A two-stage hybrid stochastic-robust policy of decentralized distributionally energy management for offshore oil and gas platform energy hub coupled with shared energy marine transport fleets

Abstract

The sustainable operation of Offshore Integrated Energy Hubs (OIEHs) faces significant challenges, particularly in achieving energy self-sufficiency and enhancing resilience against complex operational interactions—issues compounded by the prevailing reliance on fossil fuel-based systems. This paper proposes a novel Decentralized Energy Management (DEM) strategy designed specifically for OIEHs, involving the integration of Shared Energy Marine Transport Fleets (SEMTFs) equipped with Mobile Electrical Storage Packs (MESPs) to facilitate decentralized power delivery. A major contribution of this research is the development of a Coordinated Linkage Energy Flow Model (CLEFM), enabling dynamic and efficient spatiotemporal energy exchange between the seaport and offshore hubs. Furthermore, the study introduces an innovative hybrid uncertainty management framework based on a two-stage methodology: scenario-based stochastic programming combined with robust optimization leveraging risk-averse decision-maker-based information gap decision theory. This dual approach addresses critical uncertainties associated with offshore renewable energy generation and fluctuating demand profiles. The resulting DEM problem is formulated as a Mixed-Integer Linear Programming (MILP) model and solved using the CPLEX solver within a GAMS environment. To evaluate the effectiveness of the proposed system, seven comprehensive case studies were conducted. Simulation results demonstrate considerable improvements in system flexibility, sustainability, and autonomy, as well as enhanced responsiveness to varying operational conditions.
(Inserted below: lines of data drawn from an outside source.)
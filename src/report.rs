//! Text report printed to stdout
use crate::alerts::evaluate_alerts;
use crate::resolver::{build_gnb_index, resolve_all};
use crate::snapshot::{Snapshot, Ue};
use crate::stats::{Stats, StatsSummary};
use crate::store::StateStore;
use std::fmt::{self, Write};
use std::sync::Arc;
use std::time::Duration;
use tokio::sync::RwLock;
use tokio::time::{interval, MissedTickBehavior};

const RECENT_HANDOVERS_SHOWN: usize = 5;
const RECENT_EVENTS_SHOWN: usize = 3;
const NA: &str = "N/A";

/// Polls the store and prints a report whenever a new snapshot has landed.
pub async fn run_report_loop(
    store: Arc<StateStore>,
    stats: Arc<RwLock<Stats>>,
    verbose: bool,
    period: Duration,
) {
    let mut ticker = interval(period);
    ticker.set_missed_tick_behavior(MissedTickBehavior::Skip);
    let mut seen = 0u64;

    loop {
        ticker.tick().await;
        let (generation, latest) = store.latest_with_generation();
        if generation == seen {
            continue;
        }
        seen = generation;
        let Some(received) = latest else { continue };

        let summary = stats.read().await.summary();
        println!("{}", render(&received.snapshot, verbose, &summary));
    }
}

pub fn render(snapshot: &Snapshot, verbose: bool, stats: &StatsSummary) -> String {
    let mut out = String::new();
    // writing into a String cannot fail
    let _ = write_report(&mut out, snapshot, verbose, stats);
    out
}

fn opt<T: fmt::Display>(value: Option<T>, unit: &str) -> String {
    match value {
        Some(v) => format!("{}{}", v, unit),
        None => NA.to_string(),
    }
}

fn opt_f1(value: Option<f64>, unit: &str) -> String {
    opt(value.map(|v| format!("{:.1}", v)), unit)
}

fn opt_f2(value: Option<f64>) -> String {
    opt(value.map(|v| format!("{:.2}", v)), "")
}

fn write_report(
    out: &mut String,
    snapshot: &Snapshot,
    verbose: bool,
    stats: &StatsSummary,
) -> fmt::Result {
    let rule = "=".repeat(70);
    let sim = &snapshot.simulation;

    writeln!(out, "\n{}", rule)?;
    writeln!(
        out,
        "Time: {:.3}s | Status: {} | Progress: {}",
        snapshot.timestamp.simulation_time,
        sim.status.as_deref().unwrap_or("unknown"),
        opt_f1(sim.progress_percent, "%")
    )?;
    writeln!(out, "{}", rule)?;

    let count = |c: Option<u64>| c.map_or_else(|| "?".to_string(), |c| c.to_string());
    writeln!(
        out,
        "\nNetwork: {} gNBs, {} UEs",
        count(snapshot.config.gnb_count),
        count(snapshot.config.ue_count)
    )?;

    let index = build_gnb_index(snapshot);
    let resolved = resolve_all(snapshot, &index);

    writeln!(out, "\nUE Status:")?;
    writeln!(
        out,
        "{:<4} {:<6} {:<20} {:<15} {:<6} {:<10}",
        "ID", "IMSI", "Position", "Velocity", "Cell", "Distance"
    )?;
    writeln!(out, "{}", "-".repeat(70))?;
    for entry in &resolved {
        let ue = entry.ue;
        let position = ue
            .position
            .map(|p| format!("({:.1}, {:.1})", p.x, p.y))
            .unwrap_or_else(|| NA.to_string());
        writeln!(
            out,
            "{:<4} {:<6} {:<20} {:<15} {:<6} {:<10}",
            ue.id.as_str(),
            opt(ue.imsi.as_ref(), ""),
            position,
            opt_f1(ue.speed(), " m/s"),
            entry.serving.cell_label().unwrap_or(NA),
            opt_f1(ue.distance_to_gnb(), " m")
        )?;
    }

    if let Some(traffic) = &snapshot.traffic_summary {
        writeln!(out, "\nTraffic Summary:")?;
        writeln!(out, "  Total DL: {} Mbps", opt_f2(traffic.total_dl_throughput_mbps))?;
        writeln!(out, "  Total UL: {} Mbps", opt_f2(traffic.total_ul_throughput_mbps))?;
        writeln!(out, "  Avg Loss: {}", opt_f1(traffic.avg_packet_loss_percent, "%"))?;
    }

    if verbose {
        write_per_ue_traffic(out, &snapshot.topology.ues)?;
    }

    if let Some(handovers) = &snapshot.handovers {
        let total = handovers.total_count.unwrap_or(0);
        if total > 0 {
            writeln!(out, "\nHandovers: {} total", total)?;
            if verbose && !handovers.recent_events.is_empty() {
                writeln!(out, "\nRecent Handovers:")?;
                let skip = handovers
                    .recent_events
                    .len()
                    .saturating_sub(RECENT_HANDOVERS_SHOWN);
                for ho in &handovers.recent_events[skip..] {
                    writeln!(
                        out,
                        "  t={}: UE {} | Cell {} -> {} {}",
                        opt(ho.timestamp.map(|t| format!("{:.3}", t)), "s"),
                        opt(ho.ue_id.as_ref(), ""),
                        opt(ho.source_cell_id.as_ref(), ""),
                        opt(ho.target_cell_id.as_ref(), ""),
                        match ho.success {
                            Some(true) => "ok",
                            Some(false) => "FAILED",
                            None => "?",
                        }
                    )?;
                }
            }
        }
    }

    if verbose {
        if let Some(events) = snapshot.events.as_ref().filter(|e| !e.recent.is_empty()) {
            writeln!(out, "\nRecent Events:")?;
            let skip = events.recent.len().saturating_sub(RECENT_EVENTS_SHOWN);
            for evt in &events.recent[skip..] {
                writeln!(
                    out,
                    "  {} [{}]: {}",
                    opt(evt.timestamp.map(|t| format!("{:.3}", t)), "s"),
                    evt.kind.as_deref().unwrap_or("?"),
                    evt.description.as_deref().unwrap_or("")
                )?;
            }
        }
    }

    let alerts = evaluate_alerts(snapshot);
    if !alerts.is_empty() {
        writeln!(out, "\nALERTS:")?;
        for alert in &alerts {
            writeln!(out, "  {}", alert)?;
        }
    }

    write!(
        out,
        "\nUpdates: {} ({:.1}/s)",
        stats.received, stats.rate_per_second
    )
}

fn write_per_ue_traffic(out: &mut String, ues: &[Ue]) -> fmt::Result {
    if !ues.iter().any(|ue| ue.traffic.is_some()) {
        return Ok(());
    }

    writeln!(out, "\nPer-UE Traffic:")?;
    writeln!(
        out,
        "{:<4} {:<10} {:<10} {:<10} {:<10}",
        "UE", "DL Mbps", "DL Loss%", "UL Mbps", "UL Loss%"
    )?;
    writeln!(out, "{}", "-".repeat(50))?;
    for ue in ues.iter().filter(|ue| ue.traffic.is_some()) {
        let dl = ue.dl();
        let ul = ue.ul();
        writeln!(
            out,
            "{:<4} {:<10} {:<10} {:<10} {:<10}",
            ue.id.as_str(),
            opt_f2(dl.and_then(|l| l.throughput_mbps)),
            opt_f1(dl.and_then(|l| l.loss_percent), ""),
            opt_f2(ul.and_then(|l| l.throughput_mbps)),
            opt_f1(ul.and_then(|l| l.loss_percent), "")
        )?;
    }
    Ok(())
}
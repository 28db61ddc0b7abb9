//! Settings resolution: explicit flag > environment > default.

use anyhow::Context;
use websense::search::DUCKDUCKGO_HTML_URL;
use websense::ExtractionConfig;

/// Overrides the search endpoint used by `websense search`.
pub const ENV_SEARCH_URL: &str = "WEBSENSE_SEARCH_URL";

/// Environment lookup backed by the process environment.
pub fn process_env(key: &str) -> Option<String> {
    std::env::var(key).ok()
}

/// Resolve the generation-service settings from `lookup`.
///
/// `model` comes from `--model` and wins over `OPENAI_MODEL`.
pub fn resolve_extraction_config(
    model: Option<&str>,
    lookup: impl Fn(&str) -> Option<String>,
) -> anyhow::Result<ExtractionConfig> {
    let config = ExtractionConfig::from_lookup(lookup)
        .context("cannot configure the extraction service")?;

    let config = match model.map(str::trim).filter(|m| !m.is_empty()) {
        Some(model) => config.with_model(model),
        None => config,
    };
    tracing::debug!("Extraction service: {} at {}", config.model, config.base_url);
    Ok(config)
}

/// Search endpoint from `WEBSENSE_SEARCH_URL`, or DuckDuckGo.
pub fn resolve_search_endpoint(lookup: impl Fn(&str) -> Option<String>) -> String {
    lookup(ENV_SEARCH_URL)
        .map(|url| url.trim().to_string())
        .filter(|url| !url.is_empty())
        .unwrap_or_else(|| DUCKDUCKGO_HTML_URL.to_string())
}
Notably, the proposed strategy achieved operational cost reductions ranging from 55 % to 81 %, with these savings explicitly attributed to optimized utilization of PEMFCs, BDGs, and SEMTFs—elements that represent the primary contributors to the system's operational expenditures. In addition, the model integrates Demand Response Programs (DRPs) and Seaport-Independent Centralized Clean Energy Sources (SICCESs), further improving the robustness and energy independence of OIEHs. Overall, the proposed approach offers a scalable, resilient, and economically viable framework that addresses critical gaps in offshore energy operations, thereby advancing the development of green synergy policies and promoting long-term sustainability in marine energy ecosystems.